Could you show all lines in the entries below that contain the string "Invalid"?
[[ Available data open ]]
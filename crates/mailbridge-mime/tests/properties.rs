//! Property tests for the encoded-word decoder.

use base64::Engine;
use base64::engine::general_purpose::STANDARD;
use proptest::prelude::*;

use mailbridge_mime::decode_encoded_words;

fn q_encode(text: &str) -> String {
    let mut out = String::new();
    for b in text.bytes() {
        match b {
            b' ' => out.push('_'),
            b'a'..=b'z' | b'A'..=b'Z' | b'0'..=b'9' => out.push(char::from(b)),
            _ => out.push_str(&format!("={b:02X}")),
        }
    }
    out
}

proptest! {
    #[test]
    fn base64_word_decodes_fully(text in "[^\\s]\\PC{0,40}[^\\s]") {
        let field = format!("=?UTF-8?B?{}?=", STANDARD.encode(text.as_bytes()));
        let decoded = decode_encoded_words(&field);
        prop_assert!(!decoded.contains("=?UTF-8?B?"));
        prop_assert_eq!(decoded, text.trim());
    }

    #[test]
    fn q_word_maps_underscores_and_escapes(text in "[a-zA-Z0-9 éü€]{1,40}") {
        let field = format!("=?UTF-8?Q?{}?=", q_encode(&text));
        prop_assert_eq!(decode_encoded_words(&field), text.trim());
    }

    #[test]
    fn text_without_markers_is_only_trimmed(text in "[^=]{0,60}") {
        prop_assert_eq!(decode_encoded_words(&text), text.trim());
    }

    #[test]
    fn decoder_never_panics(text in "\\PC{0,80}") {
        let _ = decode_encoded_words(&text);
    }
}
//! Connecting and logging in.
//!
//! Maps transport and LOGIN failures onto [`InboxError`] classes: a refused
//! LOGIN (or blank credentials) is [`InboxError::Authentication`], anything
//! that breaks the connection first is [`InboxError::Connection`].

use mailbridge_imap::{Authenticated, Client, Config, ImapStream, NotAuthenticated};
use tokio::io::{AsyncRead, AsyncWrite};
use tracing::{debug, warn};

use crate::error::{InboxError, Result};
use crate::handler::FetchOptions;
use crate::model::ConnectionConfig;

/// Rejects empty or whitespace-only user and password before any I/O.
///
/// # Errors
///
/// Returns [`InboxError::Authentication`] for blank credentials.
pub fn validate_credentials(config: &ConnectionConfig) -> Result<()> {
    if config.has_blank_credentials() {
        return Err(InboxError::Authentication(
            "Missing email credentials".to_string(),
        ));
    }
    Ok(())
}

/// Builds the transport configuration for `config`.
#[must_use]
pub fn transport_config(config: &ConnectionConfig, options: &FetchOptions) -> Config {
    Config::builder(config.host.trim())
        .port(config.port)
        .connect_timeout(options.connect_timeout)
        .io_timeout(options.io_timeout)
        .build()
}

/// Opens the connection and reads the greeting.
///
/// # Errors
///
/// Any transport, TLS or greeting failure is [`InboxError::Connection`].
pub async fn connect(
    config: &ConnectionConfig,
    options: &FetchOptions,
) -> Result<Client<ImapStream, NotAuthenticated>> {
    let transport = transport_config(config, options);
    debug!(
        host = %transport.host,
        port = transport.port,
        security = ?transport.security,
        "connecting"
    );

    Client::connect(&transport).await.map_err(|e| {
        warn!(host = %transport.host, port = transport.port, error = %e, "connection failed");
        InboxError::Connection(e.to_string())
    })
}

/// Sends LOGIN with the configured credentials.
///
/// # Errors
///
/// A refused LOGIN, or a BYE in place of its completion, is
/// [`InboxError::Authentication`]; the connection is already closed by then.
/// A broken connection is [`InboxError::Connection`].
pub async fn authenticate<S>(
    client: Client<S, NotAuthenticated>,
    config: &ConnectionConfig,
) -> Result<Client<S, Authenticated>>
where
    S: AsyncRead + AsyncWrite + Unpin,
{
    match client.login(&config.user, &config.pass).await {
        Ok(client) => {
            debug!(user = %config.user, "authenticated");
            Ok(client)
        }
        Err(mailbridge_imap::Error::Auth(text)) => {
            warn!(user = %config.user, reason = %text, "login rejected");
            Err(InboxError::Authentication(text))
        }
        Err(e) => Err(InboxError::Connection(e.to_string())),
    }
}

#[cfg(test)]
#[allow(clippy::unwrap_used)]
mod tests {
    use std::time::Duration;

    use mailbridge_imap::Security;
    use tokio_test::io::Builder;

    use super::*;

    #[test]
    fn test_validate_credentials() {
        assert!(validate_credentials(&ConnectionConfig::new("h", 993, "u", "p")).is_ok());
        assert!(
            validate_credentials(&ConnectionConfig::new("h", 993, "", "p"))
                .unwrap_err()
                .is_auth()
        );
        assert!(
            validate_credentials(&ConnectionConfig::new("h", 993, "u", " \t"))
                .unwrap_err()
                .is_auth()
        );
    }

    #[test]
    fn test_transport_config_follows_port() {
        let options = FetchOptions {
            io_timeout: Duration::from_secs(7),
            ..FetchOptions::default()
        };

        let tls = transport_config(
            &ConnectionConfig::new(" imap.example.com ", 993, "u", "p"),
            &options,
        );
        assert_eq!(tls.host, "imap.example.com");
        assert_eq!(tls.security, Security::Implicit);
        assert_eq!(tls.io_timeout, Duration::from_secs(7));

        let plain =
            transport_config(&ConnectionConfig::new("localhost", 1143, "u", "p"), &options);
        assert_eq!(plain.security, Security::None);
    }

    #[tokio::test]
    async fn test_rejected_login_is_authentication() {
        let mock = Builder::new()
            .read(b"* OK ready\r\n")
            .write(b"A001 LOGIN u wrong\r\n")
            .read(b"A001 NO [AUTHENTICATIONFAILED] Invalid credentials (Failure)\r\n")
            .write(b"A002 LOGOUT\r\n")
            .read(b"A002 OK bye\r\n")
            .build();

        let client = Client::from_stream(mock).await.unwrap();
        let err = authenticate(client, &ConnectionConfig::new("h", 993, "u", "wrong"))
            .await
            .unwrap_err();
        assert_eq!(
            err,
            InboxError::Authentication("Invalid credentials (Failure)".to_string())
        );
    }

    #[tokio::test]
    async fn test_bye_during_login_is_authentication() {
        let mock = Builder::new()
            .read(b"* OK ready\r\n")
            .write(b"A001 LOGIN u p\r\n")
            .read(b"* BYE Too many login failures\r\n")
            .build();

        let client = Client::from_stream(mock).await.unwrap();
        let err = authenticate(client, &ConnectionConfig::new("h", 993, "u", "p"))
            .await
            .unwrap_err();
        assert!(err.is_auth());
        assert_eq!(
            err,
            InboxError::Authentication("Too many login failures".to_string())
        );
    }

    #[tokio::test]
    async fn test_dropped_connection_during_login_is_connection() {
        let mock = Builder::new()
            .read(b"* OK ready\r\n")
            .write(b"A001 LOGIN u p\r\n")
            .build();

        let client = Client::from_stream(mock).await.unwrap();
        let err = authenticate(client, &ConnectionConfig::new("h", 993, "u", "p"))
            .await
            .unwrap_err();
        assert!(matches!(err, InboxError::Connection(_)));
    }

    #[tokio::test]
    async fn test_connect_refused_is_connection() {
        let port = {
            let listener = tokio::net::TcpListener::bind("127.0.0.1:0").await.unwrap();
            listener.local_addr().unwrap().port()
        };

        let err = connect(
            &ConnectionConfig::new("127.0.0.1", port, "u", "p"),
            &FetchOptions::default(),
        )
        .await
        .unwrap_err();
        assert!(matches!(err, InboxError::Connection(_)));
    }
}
[[ Available data closed ]]
[[ Available data open ]]
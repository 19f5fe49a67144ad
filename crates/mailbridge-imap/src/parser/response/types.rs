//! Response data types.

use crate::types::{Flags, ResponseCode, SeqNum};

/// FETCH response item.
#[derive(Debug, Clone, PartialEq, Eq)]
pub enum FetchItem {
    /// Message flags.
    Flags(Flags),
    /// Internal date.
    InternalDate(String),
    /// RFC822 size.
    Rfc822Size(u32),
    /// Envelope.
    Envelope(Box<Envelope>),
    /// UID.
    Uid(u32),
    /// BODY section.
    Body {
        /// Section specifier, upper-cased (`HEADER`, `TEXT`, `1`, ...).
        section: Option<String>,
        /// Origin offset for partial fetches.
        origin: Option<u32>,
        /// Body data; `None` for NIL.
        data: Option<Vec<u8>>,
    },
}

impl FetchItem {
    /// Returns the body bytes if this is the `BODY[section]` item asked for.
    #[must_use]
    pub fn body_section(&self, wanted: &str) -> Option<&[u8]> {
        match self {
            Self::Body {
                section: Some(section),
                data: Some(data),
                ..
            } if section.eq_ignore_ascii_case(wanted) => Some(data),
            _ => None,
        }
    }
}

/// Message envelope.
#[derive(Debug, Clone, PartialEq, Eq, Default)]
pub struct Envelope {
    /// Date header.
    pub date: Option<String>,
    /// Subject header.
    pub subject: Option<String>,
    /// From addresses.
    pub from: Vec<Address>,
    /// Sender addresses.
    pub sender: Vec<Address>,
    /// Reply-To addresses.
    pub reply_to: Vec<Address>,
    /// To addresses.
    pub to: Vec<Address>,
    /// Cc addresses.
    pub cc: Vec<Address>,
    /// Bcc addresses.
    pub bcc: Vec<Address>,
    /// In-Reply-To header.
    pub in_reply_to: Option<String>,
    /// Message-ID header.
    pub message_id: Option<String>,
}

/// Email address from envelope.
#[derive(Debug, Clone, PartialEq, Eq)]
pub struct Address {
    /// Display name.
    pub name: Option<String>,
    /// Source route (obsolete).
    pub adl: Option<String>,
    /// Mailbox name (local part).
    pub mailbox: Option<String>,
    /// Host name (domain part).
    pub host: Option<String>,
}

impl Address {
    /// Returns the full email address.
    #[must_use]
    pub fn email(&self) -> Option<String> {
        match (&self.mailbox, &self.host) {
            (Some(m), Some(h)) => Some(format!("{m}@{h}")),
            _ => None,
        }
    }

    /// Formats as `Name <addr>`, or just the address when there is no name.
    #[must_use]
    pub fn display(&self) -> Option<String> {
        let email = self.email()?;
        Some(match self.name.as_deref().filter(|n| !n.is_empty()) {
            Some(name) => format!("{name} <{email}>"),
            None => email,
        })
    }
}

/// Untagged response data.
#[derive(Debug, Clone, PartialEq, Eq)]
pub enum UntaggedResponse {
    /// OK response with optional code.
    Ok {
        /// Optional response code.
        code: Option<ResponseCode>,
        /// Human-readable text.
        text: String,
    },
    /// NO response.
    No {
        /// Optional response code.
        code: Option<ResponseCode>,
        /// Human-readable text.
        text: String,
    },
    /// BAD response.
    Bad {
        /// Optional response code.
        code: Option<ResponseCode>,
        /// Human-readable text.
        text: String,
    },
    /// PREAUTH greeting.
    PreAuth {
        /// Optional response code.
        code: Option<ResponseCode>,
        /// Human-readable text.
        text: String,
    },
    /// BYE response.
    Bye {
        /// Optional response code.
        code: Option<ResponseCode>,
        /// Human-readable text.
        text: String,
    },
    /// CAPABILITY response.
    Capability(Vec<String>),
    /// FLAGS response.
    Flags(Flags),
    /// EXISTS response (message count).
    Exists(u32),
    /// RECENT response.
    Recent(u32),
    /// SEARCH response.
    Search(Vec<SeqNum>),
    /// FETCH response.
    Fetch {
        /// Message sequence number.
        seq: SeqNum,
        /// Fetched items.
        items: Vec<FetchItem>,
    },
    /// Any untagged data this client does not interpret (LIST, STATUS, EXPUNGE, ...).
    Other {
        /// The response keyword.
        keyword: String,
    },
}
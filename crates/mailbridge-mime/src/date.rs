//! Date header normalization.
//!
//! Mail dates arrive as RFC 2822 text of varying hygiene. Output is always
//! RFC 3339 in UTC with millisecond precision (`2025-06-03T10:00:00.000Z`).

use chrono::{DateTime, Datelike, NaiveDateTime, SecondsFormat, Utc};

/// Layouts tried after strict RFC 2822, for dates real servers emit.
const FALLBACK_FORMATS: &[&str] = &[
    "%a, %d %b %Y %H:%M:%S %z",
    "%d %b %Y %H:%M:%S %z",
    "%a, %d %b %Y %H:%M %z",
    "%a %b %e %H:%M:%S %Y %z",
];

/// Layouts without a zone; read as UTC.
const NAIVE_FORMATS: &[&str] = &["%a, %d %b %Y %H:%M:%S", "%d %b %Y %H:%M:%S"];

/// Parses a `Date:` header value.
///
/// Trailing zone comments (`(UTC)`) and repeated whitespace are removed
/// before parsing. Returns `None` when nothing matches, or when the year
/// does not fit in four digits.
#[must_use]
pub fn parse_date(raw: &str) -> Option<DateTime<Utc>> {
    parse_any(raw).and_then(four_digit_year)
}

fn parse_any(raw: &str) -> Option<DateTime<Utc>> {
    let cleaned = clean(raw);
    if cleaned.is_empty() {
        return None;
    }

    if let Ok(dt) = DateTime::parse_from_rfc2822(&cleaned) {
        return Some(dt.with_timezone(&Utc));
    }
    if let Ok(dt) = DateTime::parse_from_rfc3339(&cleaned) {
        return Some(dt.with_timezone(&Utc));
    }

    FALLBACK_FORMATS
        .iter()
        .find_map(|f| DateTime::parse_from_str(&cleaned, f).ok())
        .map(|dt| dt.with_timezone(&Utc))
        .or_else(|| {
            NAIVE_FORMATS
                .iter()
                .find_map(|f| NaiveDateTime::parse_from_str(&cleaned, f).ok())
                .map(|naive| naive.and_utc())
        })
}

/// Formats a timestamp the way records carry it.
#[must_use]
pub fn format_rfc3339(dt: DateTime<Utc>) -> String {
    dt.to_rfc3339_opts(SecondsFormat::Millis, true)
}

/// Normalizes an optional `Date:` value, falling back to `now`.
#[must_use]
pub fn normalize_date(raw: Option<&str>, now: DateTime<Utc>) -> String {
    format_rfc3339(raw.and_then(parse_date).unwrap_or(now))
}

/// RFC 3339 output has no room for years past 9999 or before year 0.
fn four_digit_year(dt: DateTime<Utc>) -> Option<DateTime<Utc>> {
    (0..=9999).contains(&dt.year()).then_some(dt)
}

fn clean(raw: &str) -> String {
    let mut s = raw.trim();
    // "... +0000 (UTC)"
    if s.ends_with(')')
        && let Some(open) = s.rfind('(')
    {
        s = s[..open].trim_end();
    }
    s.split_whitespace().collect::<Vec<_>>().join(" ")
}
[[ Available data closed ]]
[[ Available data open ]]
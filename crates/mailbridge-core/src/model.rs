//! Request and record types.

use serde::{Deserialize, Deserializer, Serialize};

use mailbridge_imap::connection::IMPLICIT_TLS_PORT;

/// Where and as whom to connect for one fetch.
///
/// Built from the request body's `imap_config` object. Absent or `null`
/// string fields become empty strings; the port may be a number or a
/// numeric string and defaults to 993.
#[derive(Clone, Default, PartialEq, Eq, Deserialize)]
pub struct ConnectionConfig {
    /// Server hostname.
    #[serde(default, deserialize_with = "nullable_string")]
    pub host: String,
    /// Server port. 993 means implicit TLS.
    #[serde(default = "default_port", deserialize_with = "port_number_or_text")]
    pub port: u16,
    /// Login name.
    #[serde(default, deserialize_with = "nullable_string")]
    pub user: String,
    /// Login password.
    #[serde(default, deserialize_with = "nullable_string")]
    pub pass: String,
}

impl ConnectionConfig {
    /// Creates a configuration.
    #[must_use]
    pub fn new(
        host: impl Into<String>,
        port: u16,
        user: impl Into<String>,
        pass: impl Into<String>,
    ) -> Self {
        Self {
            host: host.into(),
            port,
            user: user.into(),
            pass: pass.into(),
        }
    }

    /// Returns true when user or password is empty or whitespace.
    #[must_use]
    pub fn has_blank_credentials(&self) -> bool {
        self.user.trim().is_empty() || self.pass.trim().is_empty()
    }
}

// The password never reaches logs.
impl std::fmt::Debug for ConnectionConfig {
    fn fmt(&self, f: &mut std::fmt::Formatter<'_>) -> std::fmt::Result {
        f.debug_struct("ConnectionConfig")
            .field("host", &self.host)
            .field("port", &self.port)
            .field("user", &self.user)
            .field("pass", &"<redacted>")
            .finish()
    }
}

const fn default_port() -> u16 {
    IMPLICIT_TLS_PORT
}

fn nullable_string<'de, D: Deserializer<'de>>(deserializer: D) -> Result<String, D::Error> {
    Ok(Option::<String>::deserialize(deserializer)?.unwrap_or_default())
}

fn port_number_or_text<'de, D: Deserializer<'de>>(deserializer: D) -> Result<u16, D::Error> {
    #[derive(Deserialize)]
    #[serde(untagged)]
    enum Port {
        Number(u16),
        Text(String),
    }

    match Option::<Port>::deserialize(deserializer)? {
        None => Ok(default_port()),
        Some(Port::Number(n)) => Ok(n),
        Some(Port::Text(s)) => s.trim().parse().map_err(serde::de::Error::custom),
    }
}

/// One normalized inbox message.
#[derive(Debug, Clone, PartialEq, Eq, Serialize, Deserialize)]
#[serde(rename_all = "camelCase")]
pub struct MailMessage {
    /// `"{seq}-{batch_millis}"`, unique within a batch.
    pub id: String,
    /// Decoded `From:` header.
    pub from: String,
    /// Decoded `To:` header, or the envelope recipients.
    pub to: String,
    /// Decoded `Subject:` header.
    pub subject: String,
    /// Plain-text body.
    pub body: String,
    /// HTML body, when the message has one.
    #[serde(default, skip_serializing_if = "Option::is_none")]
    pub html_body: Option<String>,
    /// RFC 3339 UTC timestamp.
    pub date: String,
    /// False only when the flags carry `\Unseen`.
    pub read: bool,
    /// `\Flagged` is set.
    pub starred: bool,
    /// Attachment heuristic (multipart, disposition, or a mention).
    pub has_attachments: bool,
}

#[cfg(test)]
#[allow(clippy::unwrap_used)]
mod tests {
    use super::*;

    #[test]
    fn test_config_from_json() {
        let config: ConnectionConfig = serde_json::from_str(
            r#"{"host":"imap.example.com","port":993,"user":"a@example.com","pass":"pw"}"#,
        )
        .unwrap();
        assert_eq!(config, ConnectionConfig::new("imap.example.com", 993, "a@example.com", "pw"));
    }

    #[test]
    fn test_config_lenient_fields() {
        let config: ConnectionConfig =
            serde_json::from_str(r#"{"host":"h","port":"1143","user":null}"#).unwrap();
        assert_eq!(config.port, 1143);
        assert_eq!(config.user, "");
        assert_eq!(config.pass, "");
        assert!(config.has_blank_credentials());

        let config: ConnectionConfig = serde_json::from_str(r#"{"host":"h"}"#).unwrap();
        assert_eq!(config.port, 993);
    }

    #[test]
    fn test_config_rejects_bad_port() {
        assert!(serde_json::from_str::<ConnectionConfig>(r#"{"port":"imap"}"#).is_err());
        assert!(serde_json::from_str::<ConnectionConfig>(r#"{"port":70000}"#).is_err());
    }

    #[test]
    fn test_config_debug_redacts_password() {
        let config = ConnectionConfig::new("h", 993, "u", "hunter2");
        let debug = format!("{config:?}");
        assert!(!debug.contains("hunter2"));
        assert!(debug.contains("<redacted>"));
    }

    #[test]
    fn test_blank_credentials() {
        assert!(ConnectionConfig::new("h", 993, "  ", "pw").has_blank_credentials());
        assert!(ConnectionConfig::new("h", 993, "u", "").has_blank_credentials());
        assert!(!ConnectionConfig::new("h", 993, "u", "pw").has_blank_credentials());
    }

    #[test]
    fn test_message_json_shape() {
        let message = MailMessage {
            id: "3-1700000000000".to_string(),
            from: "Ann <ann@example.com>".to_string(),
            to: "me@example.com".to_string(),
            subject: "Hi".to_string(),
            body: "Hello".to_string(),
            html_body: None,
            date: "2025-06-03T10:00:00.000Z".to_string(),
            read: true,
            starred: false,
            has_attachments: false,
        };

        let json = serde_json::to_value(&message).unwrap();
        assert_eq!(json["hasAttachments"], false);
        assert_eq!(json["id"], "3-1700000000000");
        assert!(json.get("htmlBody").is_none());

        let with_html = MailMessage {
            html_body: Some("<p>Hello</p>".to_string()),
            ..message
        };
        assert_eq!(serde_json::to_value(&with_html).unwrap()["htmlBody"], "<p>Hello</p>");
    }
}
[[ Available data closed ]]
# [Task result]
            .read(b"A001 NO [AUTHENTICATIONFAILED] Invalid credentials (Failure)\r\n")
            InboxError::Authentication("Invalid credentials (Failure)".to_string())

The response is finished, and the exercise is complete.